INSTRUCTIONS FOR THE TASK: In the records below, find the line that contains "assert!(mean_squared_displacement(&[], 5.0, f64::NAN).is_err());", then write out that line and each one after it exactly, up to and including the last.

[Dataset excerpts]
######

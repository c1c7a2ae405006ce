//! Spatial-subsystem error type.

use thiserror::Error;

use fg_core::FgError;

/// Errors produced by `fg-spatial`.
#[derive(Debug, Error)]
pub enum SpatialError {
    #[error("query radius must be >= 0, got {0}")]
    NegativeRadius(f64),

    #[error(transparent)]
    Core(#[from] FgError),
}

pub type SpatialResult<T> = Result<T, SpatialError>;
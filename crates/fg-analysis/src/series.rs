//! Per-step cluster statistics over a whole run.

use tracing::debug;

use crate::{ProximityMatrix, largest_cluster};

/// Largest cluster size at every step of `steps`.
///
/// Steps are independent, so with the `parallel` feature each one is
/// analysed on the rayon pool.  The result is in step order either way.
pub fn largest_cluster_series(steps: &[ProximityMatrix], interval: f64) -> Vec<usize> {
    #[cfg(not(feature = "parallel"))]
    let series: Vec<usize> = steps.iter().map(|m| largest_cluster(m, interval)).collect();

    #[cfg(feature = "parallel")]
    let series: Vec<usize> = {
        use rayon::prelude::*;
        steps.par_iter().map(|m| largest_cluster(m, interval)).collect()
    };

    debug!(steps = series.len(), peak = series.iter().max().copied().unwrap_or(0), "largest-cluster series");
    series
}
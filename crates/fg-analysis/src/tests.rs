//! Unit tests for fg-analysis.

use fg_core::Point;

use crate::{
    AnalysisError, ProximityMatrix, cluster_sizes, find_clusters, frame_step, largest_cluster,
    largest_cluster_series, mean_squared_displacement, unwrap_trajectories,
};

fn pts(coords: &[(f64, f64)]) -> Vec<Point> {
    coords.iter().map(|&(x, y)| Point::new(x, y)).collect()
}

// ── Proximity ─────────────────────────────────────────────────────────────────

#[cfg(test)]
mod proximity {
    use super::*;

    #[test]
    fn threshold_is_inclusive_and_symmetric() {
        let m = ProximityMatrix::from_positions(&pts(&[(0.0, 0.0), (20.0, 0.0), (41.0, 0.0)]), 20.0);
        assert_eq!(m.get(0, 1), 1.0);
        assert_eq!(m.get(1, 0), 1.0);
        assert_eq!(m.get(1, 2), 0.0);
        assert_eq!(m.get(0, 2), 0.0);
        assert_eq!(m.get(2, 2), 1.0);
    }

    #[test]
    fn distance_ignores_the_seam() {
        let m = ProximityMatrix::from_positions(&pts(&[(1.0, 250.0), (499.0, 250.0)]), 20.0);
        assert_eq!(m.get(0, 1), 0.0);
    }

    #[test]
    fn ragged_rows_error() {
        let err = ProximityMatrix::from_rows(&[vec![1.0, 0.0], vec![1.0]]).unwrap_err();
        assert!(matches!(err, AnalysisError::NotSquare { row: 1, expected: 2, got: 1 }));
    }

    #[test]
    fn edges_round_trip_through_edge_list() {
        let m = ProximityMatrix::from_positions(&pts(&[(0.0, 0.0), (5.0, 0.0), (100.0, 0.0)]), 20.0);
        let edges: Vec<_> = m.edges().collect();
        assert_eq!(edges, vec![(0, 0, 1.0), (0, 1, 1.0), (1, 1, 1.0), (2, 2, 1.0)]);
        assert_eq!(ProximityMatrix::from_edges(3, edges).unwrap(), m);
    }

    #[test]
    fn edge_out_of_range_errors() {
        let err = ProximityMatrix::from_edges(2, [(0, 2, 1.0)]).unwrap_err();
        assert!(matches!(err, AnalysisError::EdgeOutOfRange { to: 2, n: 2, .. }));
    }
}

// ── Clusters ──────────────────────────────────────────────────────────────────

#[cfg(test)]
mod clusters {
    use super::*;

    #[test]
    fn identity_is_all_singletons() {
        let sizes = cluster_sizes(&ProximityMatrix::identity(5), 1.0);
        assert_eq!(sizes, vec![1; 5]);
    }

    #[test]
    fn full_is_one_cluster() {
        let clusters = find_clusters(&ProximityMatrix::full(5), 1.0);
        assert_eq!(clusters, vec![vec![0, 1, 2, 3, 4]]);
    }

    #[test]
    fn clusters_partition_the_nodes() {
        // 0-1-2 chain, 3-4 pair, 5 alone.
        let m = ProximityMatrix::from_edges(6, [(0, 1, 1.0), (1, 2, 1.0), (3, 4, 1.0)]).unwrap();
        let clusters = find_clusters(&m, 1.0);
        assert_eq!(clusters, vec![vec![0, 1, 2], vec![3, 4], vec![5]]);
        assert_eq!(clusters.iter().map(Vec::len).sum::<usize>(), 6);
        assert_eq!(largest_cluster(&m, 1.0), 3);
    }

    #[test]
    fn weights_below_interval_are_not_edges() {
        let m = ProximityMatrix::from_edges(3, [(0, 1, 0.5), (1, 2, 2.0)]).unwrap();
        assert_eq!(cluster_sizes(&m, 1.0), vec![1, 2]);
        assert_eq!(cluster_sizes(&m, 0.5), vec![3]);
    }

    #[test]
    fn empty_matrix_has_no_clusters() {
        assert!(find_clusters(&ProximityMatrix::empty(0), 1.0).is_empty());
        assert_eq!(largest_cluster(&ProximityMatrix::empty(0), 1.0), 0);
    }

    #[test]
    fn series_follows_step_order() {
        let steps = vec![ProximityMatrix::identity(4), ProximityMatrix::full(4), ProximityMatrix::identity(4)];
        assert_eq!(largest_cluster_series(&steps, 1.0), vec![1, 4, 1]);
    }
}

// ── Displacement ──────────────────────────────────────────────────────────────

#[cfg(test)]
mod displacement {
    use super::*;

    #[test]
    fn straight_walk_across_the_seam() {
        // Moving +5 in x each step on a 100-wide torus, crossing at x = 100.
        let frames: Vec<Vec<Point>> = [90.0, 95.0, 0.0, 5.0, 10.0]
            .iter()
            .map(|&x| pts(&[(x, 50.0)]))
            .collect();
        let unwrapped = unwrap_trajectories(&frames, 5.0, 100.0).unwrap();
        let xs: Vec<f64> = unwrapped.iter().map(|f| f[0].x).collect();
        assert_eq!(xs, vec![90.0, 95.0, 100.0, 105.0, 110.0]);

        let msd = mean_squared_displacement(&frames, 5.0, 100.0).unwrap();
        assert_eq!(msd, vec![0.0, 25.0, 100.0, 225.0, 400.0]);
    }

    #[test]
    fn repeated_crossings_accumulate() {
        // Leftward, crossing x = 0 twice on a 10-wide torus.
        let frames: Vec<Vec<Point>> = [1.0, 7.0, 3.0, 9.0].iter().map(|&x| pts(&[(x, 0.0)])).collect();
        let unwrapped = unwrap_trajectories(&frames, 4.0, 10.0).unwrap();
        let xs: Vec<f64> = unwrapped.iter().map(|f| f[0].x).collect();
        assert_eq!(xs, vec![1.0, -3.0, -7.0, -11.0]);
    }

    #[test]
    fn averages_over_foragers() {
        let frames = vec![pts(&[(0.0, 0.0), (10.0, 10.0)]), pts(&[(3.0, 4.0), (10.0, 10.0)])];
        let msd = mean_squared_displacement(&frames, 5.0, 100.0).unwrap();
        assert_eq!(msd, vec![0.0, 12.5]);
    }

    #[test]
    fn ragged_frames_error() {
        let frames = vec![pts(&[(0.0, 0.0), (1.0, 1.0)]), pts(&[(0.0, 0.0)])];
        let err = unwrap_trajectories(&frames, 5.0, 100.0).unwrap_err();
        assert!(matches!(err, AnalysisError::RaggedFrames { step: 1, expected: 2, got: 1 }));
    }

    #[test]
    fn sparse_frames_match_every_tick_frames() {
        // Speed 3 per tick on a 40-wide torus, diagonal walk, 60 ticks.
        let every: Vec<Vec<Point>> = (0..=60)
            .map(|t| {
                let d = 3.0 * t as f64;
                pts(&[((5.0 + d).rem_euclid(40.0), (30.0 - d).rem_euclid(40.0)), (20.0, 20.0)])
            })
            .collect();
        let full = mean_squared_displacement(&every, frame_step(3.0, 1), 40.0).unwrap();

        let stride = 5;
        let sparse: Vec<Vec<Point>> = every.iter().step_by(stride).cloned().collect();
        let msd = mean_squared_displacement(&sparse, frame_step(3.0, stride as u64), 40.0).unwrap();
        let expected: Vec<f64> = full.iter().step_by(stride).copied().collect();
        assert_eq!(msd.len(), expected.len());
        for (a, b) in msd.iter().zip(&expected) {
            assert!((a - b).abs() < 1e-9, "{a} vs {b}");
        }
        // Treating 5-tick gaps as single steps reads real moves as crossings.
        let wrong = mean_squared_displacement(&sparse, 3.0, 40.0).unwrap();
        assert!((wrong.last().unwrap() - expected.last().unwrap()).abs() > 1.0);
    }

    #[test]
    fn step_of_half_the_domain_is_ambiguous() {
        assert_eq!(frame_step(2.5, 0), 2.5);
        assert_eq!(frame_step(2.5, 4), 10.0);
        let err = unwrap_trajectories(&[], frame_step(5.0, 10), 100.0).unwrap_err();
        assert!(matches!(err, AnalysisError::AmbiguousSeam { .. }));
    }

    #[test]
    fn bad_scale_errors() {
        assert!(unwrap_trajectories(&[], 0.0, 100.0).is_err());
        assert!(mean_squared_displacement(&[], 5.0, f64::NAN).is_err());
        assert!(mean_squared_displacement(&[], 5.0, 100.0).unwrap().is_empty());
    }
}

######

EXERCISE OUTPUT:
        assert!(mean_squared_displacement(&[], 5.0, f64::NAN).is_err());
        assert!(mean_squared_displacement(&[], 5.0, 100.0).unwrap().is_empty());
    }
}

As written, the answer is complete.